问题
Trying to calculate daily acceptance ratios from the 'connecting' table which has 4 fields with sample values:
date action sender_id recipient_id
'2017-01-05', 'request_link', 'frank', 'joe'
'2017-01-06', 'request_link', 'sally', 'ann'
'2017-01-07', 'request_link', 'bill', 'ted'
'2017-01-07', 'accept_link', 'joe', 'frank'
'2017-01-06', 'accept_link', 'ann', 'sally'
'2017-01-06', 'accept_link', 'ted', 'bill'
Because there are 0 accepts and 1 request on 01-05, its daily acceptance ratio should be 0/1 = 0. Similarly, the ratio for 01-06 should be 2/1, and it should be 1/1 for 01-07.
It is important however that each accept_link has a corresponding request_link where the sender_id of the request_link = the recipient_id of the accept_link (and vice versa). So here a self-join is required I believe to ensure that Joe accepts Frank's request, regardless of the date.

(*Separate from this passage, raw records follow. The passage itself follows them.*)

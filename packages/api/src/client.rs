//! # ApiClient: authenticated HTTP plumbing shared by every resource module
//!
//! Each resource module (`services::*`) adds methods to [`ApiClient`] through
//! its own `impl` block and funnels every call through the helpers here, so the
//! request/response contract is stated once:
//!
//! 1. **Headers.** [`ApiClient::auth_headers`] reads the bearer token from
//!    [`SessionStorage`] and fails with [`ApiError::MissingToken`] before any
//!    request is built when there is none. Every call sends `Accept`.
//! 2. **Transport.** A request that never got a response becomes
//!    [`ApiError::Network`] with a connectivity message. Builder errors are
//!    returned unchanged as [`ApiError::Transport`].
//! 3. **Backend errors.** Non-2xx responses are unwrapped: the `detail` field
//!    (a string, or a list of `{msg}` validation entries) becomes the message,
//!    else the per-call default message is used.
//! 4. **Shape.** List endpoints must return a JSON array; anything else is
//!    [`ApiError::InvalidResponse`]. Arrays are sorted ascending by id and
//!    wrapped in a [`Page`].
//!
//! Nothing is retried.

use std::sync::Arc;

use reqwest::header::{HeaderMap, HeaderValue, ACCEPT, AUTHORIZATION};
use reqwest::{Method, RequestBuilder, Response};
use serde::de::DeserializeOwned;
use serde::Serialize;
use serde_json::Value;
use store::SessionStorage;

use crate::claims::TokenClaims;
use crate::config::ApiConfig;
use crate::error::{ApiError, Result, NETWORK_ERROR_MESSAGE};
use crate::models::{Identified, Page};

pub(crate) const JSON: &str = "application/json";

/// Inventory backend client.
///
/// Cheap to clone; clones share the HTTP connection pool and the storage.
#[derive(Clone, Debug)]
pub struct ApiClient {
    http: reqwest::Client,
    config: Arc<ApiConfig>,
    storage: SessionStorage,
}

impl ApiClient {
    pub fn new(config: ApiConfig, storage: SessionStorage) -> Self {
        Self {
            http: reqwest::Client::new(),
            config: Arc::new(config),
            storage,
        }
    }

    /// Client for the process-wide [`ApiConfig::global`] configuration.
    pub fn from_env(storage: SessionStorage) -> Self {
        Self::new(ApiConfig::global().clone(), storage)
    }

    pub fn config(&self) -> &ApiConfig {
        &self.config
    }

    pub fn storage(&self) -> &SessionStorage {
        &self.storage
    }

    /// The persisted bearer token.
    pub fn token(&self) -> Result<String> {
        self.storage.token()?.ok_or(ApiError::MissingToken)
    }

    /// Claims of the persisted bearer token.
    pub fn claims(&self) -> Result<TokenClaims> {
        Ok(TokenClaims::decode(&self.token()?)?)
    }

    /// `Authorization` and `Accept` headers for an authenticated call.
    pub fn auth_headers(&self, accept: &str) -> Result<HeaderMap> {
        let token = self.token()?;
        let mut headers = HeaderMap::new();
        let bearer = HeaderValue::from_str(&format!("Bearer {token}"))
            .map_err(|_| ApiError::Validation("stored token is not a valid header value".into()))?;
        headers.insert(AUTHORIZATION, bearer);
        headers.insert(
            ACCEPT,
            HeaderValue::from_str(accept).unwrap_or(HeaderValue::from_static(JSON)),
        );
        Ok(headers)
    }

    fn authed(&self, method: Method, path: &str, accept: &str) -> Result<RequestBuilder> {
        let headers = self.auth_headers(accept)?;
        Ok(self.http.request(method, self.config.url(path)).headers(headers))
    }

    async fn send(&self, request: RequestBuilder, fallback: &str) -> Result<Response> {
        let response = request.send().await.map_err(|e| {
            if e.is_builder() {
                ApiError::Transport(e)
            } else {
                tracing::warn!("request failed without a response: {e}");
                ApiError::Network(NETWORK_ERROR_MESSAGE.to_string())
            }
        })?;

        let status = response.status();
        if status.is_success() {
            return Ok(response);
        }

        let body = response.text().await.unwrap_or_default();
        let message = error_detail(&body).unwrap_or_else(|| fallback.to_string());
        tracing::debug!("backend answered {status}: {message}");
        Err(ApiError::Backend {
            status: status.as_u16(),
            message,
        })
    }

    pub(crate) async fn get_json<T: DeserializeOwned>(
        &self,
        path: &str,
        query: &[(&str, String)],
        fallback: &str,
    ) -> Result<T> {
        let request = self.authed(Method::GET, path, JSON)?.query(query);
        decode(self.send(request, fallback).await?).await
    }

    /// GET a list endpoint and normalize it into a sorted [`Page`].
    pub(crate) async fn get_list<T: DeserializeOwned + Identified>(
        &self,
        path: &str,
        query: &[(&str, String)],
        fallback: &str,
    ) -> Result<Page<T>> {
        let value: Value = self.get_json(path, query, fallback).await?;
        parse_list(value)
    }

    pub(crate) async fn send_json<B: Serialize + ?Sized, T: DeserializeOwned>(
        &self,
        method: Method,
        path: &str,
        body: &B,
        fallback: &str,
    ) -> Result<T> {
        let request = self.authed(method, path, JSON)?.json(body);
        decode(self.send(request, fallback).await?).await
    }

    pub(crate) async fn delete(&self, path: &str, fallback: &str) -> Result<()> {
        let request = self.authed(Method::DELETE, path, JSON)?;
        self.send(request, fallback).await?;
        Ok(())
    }

    /// GET a binary export with a format-specific `Accept` header.
    pub(crate) async fn get_bytes(
        &self,
        path: &str,
        query: &[(&str, String)],
        accept: &str,
        fallback: &str,
    ) -> Result<Vec<u8>> {
        let request = self.authed(Method::GET, path, accept)?.query(query);
        let response = self.send(request, fallback).await?;
        Ok(response.bytes().await?.to_vec())
    }

    /// POST without credentials (login).
    pub(crate) async fn post_public<B: Serialize + ?Sized, T: DeserializeOwned>(
        &self,
        path: &str,
        body: &B,
        fallback: &str,
    ) -> Result<T> {
        let request = self
            .http
            .post(self.config.url(path))
            .header(ACCEPT, JSON)
            .json(body);
        decode(self.send(request, fallback).await?).await
    }
}

async fn decode<T: DeserializeOwned>(response: Response) -> Result<T> {
    let bytes = response.bytes().await?;
    // 204 and empty bodies decode as JSON null.
    let bytes: &[u8] = if bytes.is_empty() { b"null" } else { &bytes };
    serde_json::from_slice(bytes).map_err(|e| {
        tracing::warn!("unexpected response body: {e}");
        ApiError::InvalidResponse(format!("Invalid response format: {e}"))
    })
}

/// Require a JSON array, decode it, sort by id.
pub(crate) fn parse_list<T: DeserializeOwned + Identified>(value: Value) -> Result<Page<T>> {
    if !value.is_array() {
        return Err(ApiError::invalid_format());
    }
    let items: Vec<T> = serde_json::from_value(value)
        .map_err(|e| ApiError::InvalidResponse(format!("Invalid response format: {e}")))?;
    Ok(Page::from_unsorted(items))
}

/// Pull a human-readable message out of an error body.
pub(crate) fn error_detail(body: &str) -> Option<String> {
    let value: Value = serde_json::from_str(body).ok()?;
    match value.get("detail") {
        Some(Value::String(s)) if !s.is_empty() => Some(s.clone()),
        Some(Value::Array(entries)) => {
            let messages: Vec<String> = entries
                .iter()
                .filter_map(|entry| match entry {
                    Value::String(s) => Some(s.clone()),
                    other => other.get("msg").and_then(Value::as_str).map(str::to_string),
                })
                .collect();
            (!messages.is_empty()).then(|| messages.join("; "))
        }
        _ => value
            .get("message")
            .and_then(Value::as_str)
            .filter(|s| !s.is_empty())
            .map(str::to_string),
    }
}

#[cfg(test)]
mod tests {
    use super::*;
    use crate::models::Rol;
    use serde_json::json;
    use store::MemoryStore;

    fn client_without_token() -> ApiClient {
        ApiClient::new(
            ApiConfig::new("http://127.0.0.1:9"),
            SessionStorage::new(Arc::new(MemoryStore::new())),
        )
    }

    #[test]
    fn test_error_detail_string() {
        assert_eq!(
            error_detail(r#"{"detail": "Credenciales inválidas"}"#).as_deref(),
            Some("Credenciales inválidas")
        );
    }

    #[test]
    fn test_error_detail_validation_list() {
        let body = json!({"detail": [
            {"loc": ["body", "email"], "msg": "field required"},
            {"loc": ["body", "password"], "msg": "too short"}
        ]})
        .to_string();
        assert_eq!(
            error_detail(&body).as_deref(),
            Some("field required; too short")
        );
    }

    #[test]
    fn test_error_detail_absent() {
        assert_eq!(error_detail("<html>502</html>"), None);
        assert_eq!(error_detail(r#"{"detail": ""}"#), None);
        assert_eq!(error_detail(r#"{"other": 1}"#), None);
        assert_eq!(
            error_detail(r#"{"message": "boom"}"#).as_deref(),
            Some("boom")
        );
    }

    #[test]
    fn test_parse_list_rejects_non_array() {
        let err = parse_list::<Rol>(json!({"items": []})).unwrap_err();
        assert_eq!(err.to_string(), "Invalid response format");
        assert!(matches!(err, ApiError::InvalidResponse(_)));
    }

    #[test]
    fn test_parse_list_sorts() {
        let page: Page<Rol> = parse_list(json!([
            {"id_rol": 3, "nombre": "C"},
            {"id_rol": 1, "nombre": "A"}
        ]))
        .unwrap();
        assert_eq!(page.total, 2);
        assert_eq!(page.items.iter().map(|r| r.id_rol).collect::<Vec<_>>(), vec![1, 3]);
    }

    #[test]
    fn test_headers_fail_fast_without_token() {
        let client = client_without_token();
        let err = client.auth_headers(JSON).unwrap_err();
        assert_eq!(err.to_string(), "No token found");
    }

    #[test]
    fn test_headers_carry_bearer_and_accept() {
        let client = client_without_token();
        client.storage().set_token("abc").unwrap();
        let headers = client.auth_headers("application/pdf").unwrap();
        assert_eq!(headers[AUTHORIZATION], "Bearer abc");
        assert_eq!(headers[ACCEPT], "application/pdf");
    }
}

How can the below query be corrected so that the aggregation works correctly while retaining the required join conditions? Will the query calculate correctly as is if the two WHERE conditions are removed, or are they necessary?
SELECT f1.date,
SUM(CASE WHEN f2.action = 'accept_link' THEN 1 ELSE 0 END) /
SUM(CASE WHEN f2.action = 'request_link' THEN 1 ELSE 0 END) AS acceptance_ratio
FROM connecting f1
LEFT JOIN connecting f2
ON f1.sender_id = f2.recipient_id
LEFT JOIN connecting f2
ON f1.recipient_id = f2.sender_id
WHERE f1.action = 'request_link'
AND f2.action = 'accept_link'
GROUP BY f1.date
ORDER BY f1.date ASC
Expected output should look something like:
date acceptance_ratio
'2017-01-05' 0.0000
'2017-01-06' 2.0000
'2017-01-07' 1.0000
Thanks in advance.
回答1:
Once again, I don't think you need to be using a self join here. Instead, just use conditional aggregation over the entire table, and count the number of requests and accepts which happened on each day:
SELECT t.date,
CASE WHEN t.num_requests = 0
THEN 'No requests available'
ELSE CAST(t.num_accepts / t.num_requests AS CHAR(50))
END AS acceptance_ratio
FROM
(
SELECT c1.date,
SUM(CASE WHEN c1.action = 'accept_link' AND c2.action IS NOT NULL
THEN 1 ELSE 0 END) AS num_accepts,
SUM(CASE WHEN c1.action = 'request_link' THEN 1 ELSE 0 END) AS num_requests
FROM connecting c1
LEFT JOIN connecting c2
ON c1.action = 'accept_link' AND
c2.action = 'request_link' AND
c1.sender_id = c2.recipient_id AND
c2.recipient_id = c1.sender_id
GROUP BY c1.date
) t
ORDER BY t.date
Note here that I use a CASE
expression to handle divide by zero, which could occur should a certain day no requests. I also assume here that the same invitation will not be sent out more than once.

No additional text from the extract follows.